Work instructions. In the records below, tally the lines that contain the word "every" and give only that number.

(Input data begins)

//! Rule requiring a nullability marker on every method return value.
//!
//! # Configuration
//!
//! Same options as `method-parameter-null-mark`.
//!
//! # Suppression
//!
//! A line comment after all annotations and before the method itself:
//!
//! ```text
//! @Override
//! // no-null-mark
//! public Object get() {}
//! ```
//!
//! A comment above the annotations belongs to the first annotation and does
//! not suppress. `void` and primitive returns are never checked.

use null_mark_core::{Node, NodeKind, Rule, RuleConfig, Severity, Violation};
use tracing::trace;

use crate::diagnostic::Reporter;
use crate::non_null_type::is_intrinsically_non_null;
use crate::patterns::{NullMarkPatterns, PatternError};
use crate::suppression::{has_suppression_comment, CommentStyle};

/// Rule code for method-return-null-mark.
pub const CODE: &str = "NM002";

/// Rule name for method-return-null-mark.
pub const NAME: &str = "method-return-null-mark";

/// Requires a nullable or not-null annotation on non-void methods.
#[derive(Debug, Clone)]
pub struct MethodReturnNullMark {
    /// Marker and suppression patterns.
    pub patterns: NullMarkPatterns,
    /// Custom severity.
    pub severity: Severity,
}

impl Default for MethodReturnNullMark {
    fn default() -> Self {
        Self::new()
    }
}

impl MethodReturnNullMark {
    /// Creates a new rule with default patterns.
    #[must_use]
    pub fn new() -> Self {
        Self {
            patterns: NullMarkPatterns::default(),
            severity: Severity::Error,
        }
    }

    /// Creates the rule from its config table.
    ///
    /// # Errors
    ///
    /// Returns an error if a configured pattern does not compile.
    pub fn from_config(config: Option<&RuleConfig>) -> Result<Self, PatternError> {
        Ok(Self::new().with_patterns(NullMarkPatterns::from_rule_config(config)?))
    }

    /// Sets the marker and suppression patterns.
    #[must_use]
    pub fn with_patterns(mut self, patterns: NullMarkPatterns) -> Self {
        self.patterns = patterns;
        self
    }

    /// Sets the severity level.
    #[must_use]
    pub fn severity(mut self, severity: Severity) -> Self {
        self.severity = severity;
        self
    }

    fn reporter(&self) -> Reporter<'_> {
        Reporter {
            code: CODE,
            name: NAME,
            subject: "method return value",
            suppression_hint: "line comment between the annotations and the method",
            severity: self.severity,
            patterns: &self.patterns,
        }
    }
}

impl Rule for MethodReturnNullMark {
    fn name(&self) -> &'static str {
        NAME
    }

    fn code(&self) -> &'static str {
        CODE
    }

    fn description(&self) -> &'static str {
        "Requires exactly one nullability marker annotation on each non-void method"
    }

    fn default_severity(&self) -> Severity {
        self.severity
    }

    fn visits(&self) -> &'static [NodeKind] {
        &[NodeKind::Method]
    }

    fn check(&self, method: Node<'_>) -> Option<Violation> {
        if is_intrinsically_non_null(method.find_first_child(NodeKind::Type)) {
            trace!(rule = NAME, id = ?method.id(), "void or primitive return");
            return None;
        }

        let reporter = self.reporter();
        let Some(modifiers) = method.find_first_child(NodeKind::ModifierList) else {
            return Some(reporter.missing(method));
        };

        if has_suppression_comment(
            modifiers.find_first_child(NodeKind::LineComment),
            CommentStyle::Line,
            self.patterns.suppression(),
        ) {
            trace!(rule = NAME, id = ?method.id(), "suppressed by comment");
            return None;
        }

        match modifiers.find_first_child(NodeKind::Annotation) {
            Some(annotation) => reporter.check_markers(annotation),
            None => Some(reporter.missing(modifiers)),
        }
    }
}

#[cfg(test)]
mod tests {
    use super::*;
    use crate::diagnostic::NullMarkDiagnostic;
    use crate::testutil::{first_of, method, string, untyped_method, Decl, Ty};
    use null_mark_core::{SyntaxTree, TreeBuilder};

    fn check_return(ret: &Decl) -> (SyntaxTree, Option<Violation>) {
        let tree = method(ret, &[]);
        let violation = MethodReturnNullMark::new().check(first_of(&tree, NodeKind::Method));
        (tree, violation)
    }

    fn diagnostic(v: &Violation) -> NullMarkDiagnostic {
        NullMarkDiagnostic::from_kind(&v.kind).unwrap()
    }

    #[test]
    fn single_marker_passes() {
        for name in ["Nullable", "NotNull"] {
            let (_, v) = check_return(&Decl::of(string()).annotated(name).keyword());
            assert!(v.is_none(), "{name}");
        }
    }

    #[test]
    fn void_and_primitive_returns_are_skipped() {
        for kind in NodeKind::PRIMITIVES {
            let (_, v) = check_return(&Decl::bare(Ty::Primitive(kind)));
            assert!(v.is_none(), "{kind}");
        }
    }

    #[test]
    fn primitive_array_return_needs_marker() {
        let (_, v) = check_return(&Decl::of(Ty::PrimitiveArray(NodeKind::Byte)).keyword());
        assert_eq!(v.map(|v| diagnostic(&v)), Some(NullMarkDiagnostic::MissingNullMark));
    }

    #[test]
    fn no_modifiers_reports_missing_at_method() {
        let (tree, v) = check_return(&Decl::bare(string()));
        let v = v.unwrap();
        assert_eq!(diagnostic(&v), NullMarkDiagnostic::MissingNullMark);
        assert_eq!(v.anchor, first_of(&tree, NodeKind::Method).id());
        assert_eq!(v.code, CODE);
    }

    #[test]
    fn no_annotation_reports_missing_at_modifiers() {
        let (tree, v) = check_return(&Decl::of(string()).keyword());
        let v = v.unwrap();
        assert_eq!(diagnostic(&v), NullMarkDiagnostic::MissingNullMark);
        assert_eq!(v.anchor, first_of(&tree, NodeKind::ModifierList).id());
    }

    #[test]
    fn missing_message_matches_parameter_rule() {
        let (_, v) = check_return(&Decl::of(string()).keyword());
        let v = v.unwrap();
        assert_eq!(v.args, vec!["^Nullable$", "^NotNull$"]);
        assert_eq!(
            v.rendered_message(),
            "the method return value does not have a null mark annotation such as ^Nullable$ or ^NotNull$"
        );
    }

    #[test]
    fn unrelated_annotations_report_missing_at_chain_tail() {
        let (tree, v) = check_return(&Decl::of(string()).annotated("Override").keyword());
        let v = v.unwrap();
        assert_eq!(diagnostic(&v), NullMarkDiagnostic::MissingNullMark);
        assert_eq!(tree.node(v.anchor).kind(), NodeKind::Modifier);
    }

    #[test]
    fn both_markers_report_conflict() {
        let (tree, v) = check_return(
            &Decl::of(string())
                .annotated("NotNull")
                .annotated("Nullable")
                .keyword(),
        );
        let v = v.unwrap();
        assert_eq!(diagnostic(&v), NullMarkDiagnostic::ConflictingNullMarks);
        let anchor = tree.node(v.anchor);
        assert_eq!(anchor.parent().map(Node::kind), Some(NodeKind::ModifierList));
    }

    #[test]
    fn line_comment_after_annotations_suppresses() {
        let (_, v) = check_return(
            &Decl::of(string())
                .annotated("A")
                .annotated("B")
                .line_comment(" no-null-mark ")
                .keyword(),
        );
        assert!(v.is_none());
    }

    #[test]
    fn suppression_comment_among_other_comments() {
        let (_, v) = check_return(
            &Decl::of(string())
                .annotated("A")
                .line_comment(" other comment ")
                .line_comment(" no-null-mark ")
                .line_comment(" other comment ")
                .keyword(),
        );
        assert!(v.is_none());
    }

    #[test]
    fn suppression_overrides_conflicting_markers() {
        let (_, v) = check_return(
            &Decl::of(string())
                .annotated("Nullable")
                .annotated("NotNull")
                .line_comment("no-null-mark"),
        );
        assert!(v.is_none());
    }

    #[test]
    fn other_line_comment_does_not_suppress() {
        let (_, v) = check_return(&Decl::of(string()).line_comment(" other comment ").keyword());
        assert!(v.is_some());
    }

    #[test]
    fn block_comment_does_not_suppress_return_value() {
        let (_, v) = check_return(&Decl::of(string()).block_comment("no-null-mark").keyword());
        assert!(v.is_some());
    }

    #[test]
    fn comment_inside_first_annotation_does_not_suppress() {
        let mut b = TreeBuilder::new();
        b.node(NodeKind::Method, |m| {
            m.node(NodeKind::ModifierList, |mods| {
                mods.node(NodeKind::Annotation, |a| {
                    a.line_comment(" no-null-mark ").identifier("A");
                })
                .annotation("B");
            })
            .node(NodeKind::Type, |t| {
                t.identifier("Object");
            });
        });
        let tree = b.finish();
        let v = MethodReturnNullMark::new().check(first_of(&tree, NodeKind::Method));
        assert_eq!(v.map(|v| diagnostic(&v)), Some(NullMarkDiagnostic::MissingNullMark));
    }

    #[test]
    fn method_without_type_is_checked() {
        let tree = untyped_method(&Decl::of(string()).keyword());
        let v = MethodReturnNullMark::new().check(first_of(&tree, NodeKind::Method));
        assert!(v.is_some());

        let tree = untyped_method(&Decl::of(string()).annotated("NotNull"));
        let v = MethodReturnNullMark::new().check(first_of(&tree, NodeKind::Method));
        assert!(v.is_none());
    }

    #[test]
    fn configured_suppression_pattern() {
        let config = null_mark_core::Config::parse(
            "[rules.method-return-null-mark]\nsuppression_pattern = 'nullness:\\s*skip'\n",
        )
        .unwrap();
        let rule = MethodReturnNullMark::from_config(config.rule_config(NAME)).unwrap();

        let tree = method(&Decl::of(string()).line_comment("nullness: skip"), &[]);
        assert!(rule.check(first_of(&tree, NodeKind::Method)).is_none());

        let tree = method(&Decl::of(string()).line_comment(" no-null-mark "), &[]);
        assert!(rule.check(first_of(&tree, NodeKind::Method)).is_some());
    }
}
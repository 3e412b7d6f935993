//! Builders for Java-shaped method trees used by rule tests.

use null_mark_core::{Node, NodeKind, SyntaxTree, TreeBuilder};

/// Declared type of a parameter or return value.
#[derive(Debug, Clone)]
pub(crate) enum Ty {
    Primitive(NodeKind),
    PrimitiveArray(NodeKind),
    Named(&'static str),
}

#[derive(Debug, Clone)]
enum Modifier {
    Annotation(&'static str),
    Keyword,
    LineComment(&'static str),
    BlockComment(&'static str),
}

/// A parameter or a method's return declaration.
#[derive(Debug, Clone)]
pub(crate) struct Decl {
    modifiers: Option<Vec<Modifier>>,
    ty: Ty,
    type_comments: Vec<&'static str>,
}

impl Decl {
    /// Declaration with an (initially empty) modifier list.
    pub(crate) fn of(ty: Ty) -> Self {
        Self {
            modifiers: Some(Vec::new()),
            ty,
            type_comments: Vec::new(),
        }
    }

    /// Declaration without any modifier list node.
    pub(crate) fn bare(ty: Ty) -> Self {
        Self {
            modifiers: None,
            ..Self::of(ty)
        }
    }

    pub(crate) fn annotated(self, name: &'static str) -> Self {
        self.with_modifier(Modifier::Annotation(name))
    }

    pub(crate) fn keyword(self) -> Self {
        self.with_modifier(Modifier::Keyword)
    }

    pub(crate) fn line_comment(self, body: &'static str) -> Self {
        self.with_modifier(Modifier::LineComment(body))
    }

    pub(crate) fn block_comment(self, body: &'static str) -> Self {
        self.with_modifier(Modifier::BlockComment(body))
    }

    /// Block comment placed inside the type, before the type name.
    pub(crate) fn type_comment(mut self, body: &'static str) -> Self {
        self.type_comments.push(body);
        self
    }

    fn with_modifier(mut self, modifier: Modifier) -> Self {
        self.modifiers.get_or_insert_with(Vec::new).push(modifier);
        self
    }

    fn build_modifiers(&self, b: &mut TreeBuilder) {
        let Some(modifiers) = &self.modifiers else {
            return;
        };
        b.node(NodeKind::ModifierList, |m| {
            for modifier in modifiers {
                match modifier {
                    Modifier::Annotation(name) => m.annotation(*name),
                    Modifier::Keyword => m.leaf(NodeKind::Modifier),
                    Modifier::LineComment(body) => m.line_comment(*body),
                    Modifier::BlockComment(body) => m.block_comment(*body),
                };
            }
        });
    }

    fn build_type(&self, b: &mut TreeBuilder) {
        b.node(NodeKind::Type, |t| {
            for body in &self.type_comments {
                t.block_comment(*body);
            }
            match self.ty {
                Ty::Primitive(kind) => t.leaf(kind),
                Ty::PrimitiveArray(kind) => t.leaf(kind).leaf(NodeKind::ArrayDeclarator),
                Ty::Named(name) => t.identifier(name),
            };
        });
    }

    fn build_parameter(&self, b: &mut TreeBuilder) {
        b.node(NodeKind::Parameter, |p| {
            self.build_modifiers(p);
            self.build_type(p);
            p.identifier("arg");
        });
    }
}

pub(crate) fn string() -> Ty {
    Ty::Named("String")
}

/// `<ret> m(<params>) {}` inside a class body.
pub(crate) fn method(ret: &Decl, params: &[Decl]) -> SyntaxTree {
    let mut b = TreeBuilder::new().path("Sample.java");
    b.node(NodeKind::ClassBody, |body| {
        body.node(NodeKind::Method, |m| {
            ret.build_modifiers(m);
            ret.build_type(m);
            m.identifier("m")
                .node(NodeKind::ParameterList, |list| {
                    for param in params {
                        param.build_parameter(list);
                    }
                })
                .leaf(NodeKind::Block);
        });
    });
    b.finish()
}

/// Method with no return type node at all.
pub(crate) fn untyped_method(modifiers: &Decl) -> SyntaxTree {
    let mut b = TreeBuilder::new();
    b.node(NodeKind::Method, |m| {
        modifiers.build_modifiers(m);
        m.identifier("m").leaf(NodeKind::ParameterList);
    });
    b.finish()
}

/// A parameter list owned by `owner` (constructor, lambda, ...).
pub(crate) fn parameters_of(owner: NodeKind, params: &[Decl]) -> SyntaxTree {
    let mut b = TreeBuilder::new();
    b.node(owner, |o| {
        o.node(NodeKind::ParameterList, |list| {
            for param in params {
                param.build_parameter(list);
            }
        });
    });
    b.finish()
}

pub(crate) fn nodes_of(tree: &SyntaxTree, kind: NodeKind) -> Vec<Node<'_>> {
    tree.iter().filter(|n| n.kind() == kind).collect()
}

pub(crate) fn first_of(tree: &SyntaxTree, kind: NodeKind) -> Node<'_> {
    tree.iter()
        .find(|n| n.kind() == kind)
        .unwrap_or_else(|| panic!("no {kind} node in tree"))
}
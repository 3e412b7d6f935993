//! Classification of types that can never hold `null`.

use null_mark_core::Node;

/// Returns true if `ty` is a `void` or primitive scalar type.
///
/// The type node must have exactly one child, the primitive keyword. An
/// array of primitives such as `int[]` carries extra dimension structure and
/// is a reference type, so it is not classified as non-null. An absent type
/// is never non-null.
#[must_use]
pub fn is_intrinsically_non_null(ty: Option<Node<'_>>) -> bool {
    ty.is_some_and(|ty| {
        ty.child_count() == 1
            && ty
                .first_child()
                .is_some_and(|keyword| keyword.kind().is_primitive())
    })
}
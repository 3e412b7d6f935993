//! # null-mark-lint
//!
//! Lint requiring nullability marker annotations on Java-like method
//! parameters and return values.
//!
//! This is the facade crate that re-exports the core framework and the rules.
//! Hosts parse their sources, hand the trees over as [`SyntaxTree`]s (built
//! with [`TreeBuilder`] or deserialized from a [`TreeDto`]) and receive a
//! [`LintResult`] of structured violations.
//!
//! ## Configuration
//!
//! ```toml
//! preset = "default"
//!
//! [rules.method-parameter-null-mark]
//! severity = "warning"
//! nullable_pattern = "^(Nullable|CheckForNull)$"
//! not_null_pattern = "^(NotNull|Nonnull)$"
//! suppression_pattern = '^\s*no-null-mark\s*$'
//! ```
//!
//! ## Programmatic Usage
//!
//! ```rust,ignore
//! use null_mark_lint::{analyzer_from_dir, SyntaxTree};
//!
//! let analyzer = analyzer_from_dir(project_root)?;
//! let tree = SyntaxTree::from_json(&host_output)?;
//! for violation in analyzer.analyze(&tree).violations {
//!     eprintln!("{violation}");
//! }
//! ```

#![forbid(unsafe_code)]

// Re-export core types and traits
pub use null_mark_core::*;

/// Null-mark rules and presets.
pub mod rules {
    pub use null_mark_rules::*;
}

mod loader;

pub use loader::{
    analyzer_from_config, analyzer_from_dir, analyzer_from_file, LoadError, CONFIG_CANDIDATES,
};
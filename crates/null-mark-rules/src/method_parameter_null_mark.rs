//! Rule requiring a nullability marker on every method parameter.
//!
//! # Rationale
//!
//! A parameter whose nullability is undeclared forces every caller and the
//! method body to guess. This rule requires exactly one of the two marker
//! annotations on each parameter of reference type.
//!
//! # Configuration
//!
//! - `nullable_pattern`: Nullable marker name (default: `^Nullable$`)
//! - `not_null_pattern`: Not-null marker name (default: `^NotNull$`)
//! - `suppression_pattern`: Suppression comment body (default: `^\s*no-null-mark\s*$`)
//!
//! # Suppression
//!
//! A block comment in front of the parameter type:
//!
//! ```text
//! void accept(/* no-null-mark */ Object anything) {}
//! ```
//!
//! Primitive parameters are never checked. Lambda and constructor parameters
//! are out of scope.

use null_mark_core::{Node, NodeKind, Rule, RuleConfig, Severity, Violation};
use tracing::trace;

use crate::diagnostic::Reporter;
use crate::non_null_type::is_intrinsically_non_null;
use crate::patterns::{NullMarkPatterns, PatternError};
use crate::suppression::{has_suppression_comment, CommentStyle};

/// Rule code for method-parameter-null-mark.
pub const CODE: &str = "NM001";

/// Rule name for method-parameter-null-mark.
pub const NAME: &str = "method-parameter-null-mark";

/// Requires a nullable or not-null annotation on method parameters.
#[derive(Debug, Clone)]
pub struct MethodParameterNullMark {
    /// Marker and suppression patterns.
    pub patterns: NullMarkPatterns,
    /// Custom severity.
    pub severity: Severity,
}

impl Default for MethodParameterNullMark {
    fn default() -> Self {
        Self::new()
    }
}

impl MethodParameterNullMark {
    /// Creates a new rule with default patterns.
    #[must_use]
    pub fn new() -> Self {
        Self {
            patterns: NullMarkPatterns::default(),
            severity: Severity::Error,
        }
    }

    /// Creates the rule from its config table.
    ///
    /// # Errors
    ///
    /// Returns an error if a configured pattern does not compile.
    pub fn from_config(config: Option<&RuleConfig>) -> Result<Self, PatternError> {
        Ok(Self::new().with_patterns(NullMarkPatterns::from_rule_config(config)?))
    }

    /// Sets the marker and suppression patterns.
    #[must_use]
    pub fn with_patterns(mut self, patterns: NullMarkPatterns) -> Self {
        self.patterns = patterns;
        self
    }

    /// Sets the severity level.
    #[must_use]
    pub fn severity(mut self, severity: Severity) -> Self {
        self.severity = severity;
        self
    }

    fn reporter(&self) -> Reporter<'_> {
        Reporter {
            code: CODE,
            name: NAME,
            subject: "method parameter",
            suppression_hint: "block comment before the parameter type",
            severity: self.severity,
            patterns: &self.patterns,
        }
    }
}

impl Rule for MethodParameterNullMark {
    fn name(&self) -> &'static str {
        NAME
    }

    fn code(&self) -> &'static str {
        CODE
    }

    fn description(&self) -> &'static str {
        "Requires exactly one nullability marker annotation on each method parameter"
    }

    fn default_severity(&self) -> Severity {
        self.severity
    }

    fn visits(&self) -> &'static [NodeKind] {
        &[NodeKind::Parameter]
    }

    fn check(&self, parameter: Node<'_>) -> Option<Violation> {
        if !is_method_parameter(parameter) {
            return None;
        }

        let ty = parameter.require_child(NodeKind::Type);
        if is_intrinsically_non_null(Some(ty)) {
            trace!(rule = NAME, id = ?parameter.id(), "primitive parameter");
            return None;
        }

        if has_suppression_comment(
            ty.first_child(),
            CommentStyle::Block,
            self.patterns.suppression(),
        ) {
            trace!(rule = NAME, id = ?parameter.id(), "suppressed by comment");
            return None;
        }

        let reporter = self.reporter();
        match parameter
            .find_first_child(NodeKind::ModifierList)
            .and_then(|modifiers| modifiers.find_first_child(NodeKind::Annotation))
        {
            Some(annotation) => reporter.check_markers(annotation),
            None => Some(reporter.missing(parameter)),
        }
    }
}

/// Parameters belong to a method when their list hangs directly off it.
fn is_method_parameter(parameter: Node<'_>) -> bool {
    parameter
        .parent()
        .filter(|list| list.kind() == NodeKind::ParameterList)
        .and_then(Node::parent)
        .is_some_and(|owner| owner.kind() == NodeKind::Method)
}
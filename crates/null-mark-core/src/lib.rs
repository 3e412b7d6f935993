//! # null-mark-core
//!
//! Core framework for nullability-marker linting over host-supplied syntax
//! trees.
//!
//! This crate provides the foundational traits and types for building
//! tree-based lint rules. It includes:
//!
//! - [`SyntaxTree`] and [`Node`], the read-only tree contract rules inspect
//! - [`TreeBuilder`] and [`TreeDto`] for hosts to hand trees over
//! - [`Rule`] trait for per-node rules
//! - [`Analyzer`] for dispatching nodes to rules
//! - [`Violation`] for representing lint findings
//!
//! ## Example
//!
//! ```ignore
//! use null_mark_core::{Analyzer, SyntaxTree};
//!
//! let tree = SyntaxTree::from_json(&json)?;
//! let analyzer = Analyzer::builder()
//!     .rule(MyRule::new())
//!     .build();
//!
//! let result = analyzer.analyze(&tree);
//! ```

#![forbid(unsafe_code)]
#![warn(missing_docs)]

mod analyzer;
mod config;
mod rule;
mod tree;
mod tree_dto;
mod types;

pub use analyzer::{Analyzer, AnalyzerBuilder};
pub use config::{Config, ConfigError, RuleConfig};
pub use rule::{Rule, RuleBox};
pub use tree::{Node, NodeId, NodeKind, Position, SyntaxTree, TreeBuilder};
pub use tree_dto::{NodeDto, TreeDto, TreeError};
pub use types::{LintResult, Location, Severity, Suggestion, Violation};
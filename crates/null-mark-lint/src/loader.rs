//! Builds an [`Analyzer`] from configuration.

use null_mark_core::{Analyzer, Config, ConfigError};
use null_mark_rules::{rules_from_config, LoadRulesError};
use std::path::{Path, PathBuf};
use tracing::debug;

/// Config file names to search for, in priority order.
pub const CONFIG_CANDIDATES: &[&str] = &["null-mark.toml", ".null-mark.toml"];

/// Failure to set up an analyzer.
#[derive(Debug, thiserror::Error)]
pub enum LoadError {
    /// The config file could not be read or parsed.
    #[error(transparent)]
    Config(#[from] ConfigError),
    /// The config selected an unknown preset or an invalid pattern.
    #[error(transparent)]
    Rules(#[from] LoadRulesError),
}

/// Builds an analyzer running the rules selected by `config`.
///
/// # Errors
///
/// Returns an error if the preset is unknown or a pattern does not compile.
pub fn analyzer_from_config(config: Config) -> Result<Analyzer, LoadRulesError> {
    let rules = rules_from_config(&config)?;
    let mut builder = Analyzer::builder().config(config);
    for rule in rules {
        builder = builder.rule_box(rule);
    }
    Ok(builder.build())
}

/// Builds an analyzer from the TOML file at `path`.
///
/// # Errors
///
/// Returns an error if the file cannot be read or parsed, or names invalid
/// rule settings.
pub fn analyzer_from_file(path: &Path) -> Result<Analyzer, LoadError> {
    let config = Config::from_file(path)?;
    Ok(analyzer_from_config(config)?)
}

/// Builds an analyzer from the first config file found in `root`.
///
/// Falls back to the default configuration when no candidate exists.
///
/// # Errors
///
/// Returns an error if a found file cannot be read or parsed, or names
/// invalid rule settings.
pub fn analyzer_from_dir(root: &Path) -> Result<Analyzer, LoadError> {
    match find_config(root) {
        Some(path) => {
            debug!("Using config {}", path.display());
            analyzer_from_file(&path)
        }
        None => {
            debug!("No config in {}, using defaults", root.display());
            Ok(analyzer_from_config(Config::default())?)
        }
    }
}

fn find_config(root: &Path) -> Option<PathBuf> {
    CONFIG_CANDIDATES
        .iter()
        .map(|candidate| root.join(candidate))
        .find(|path| path.is_file())
}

(Input data ends)

Answer below. 3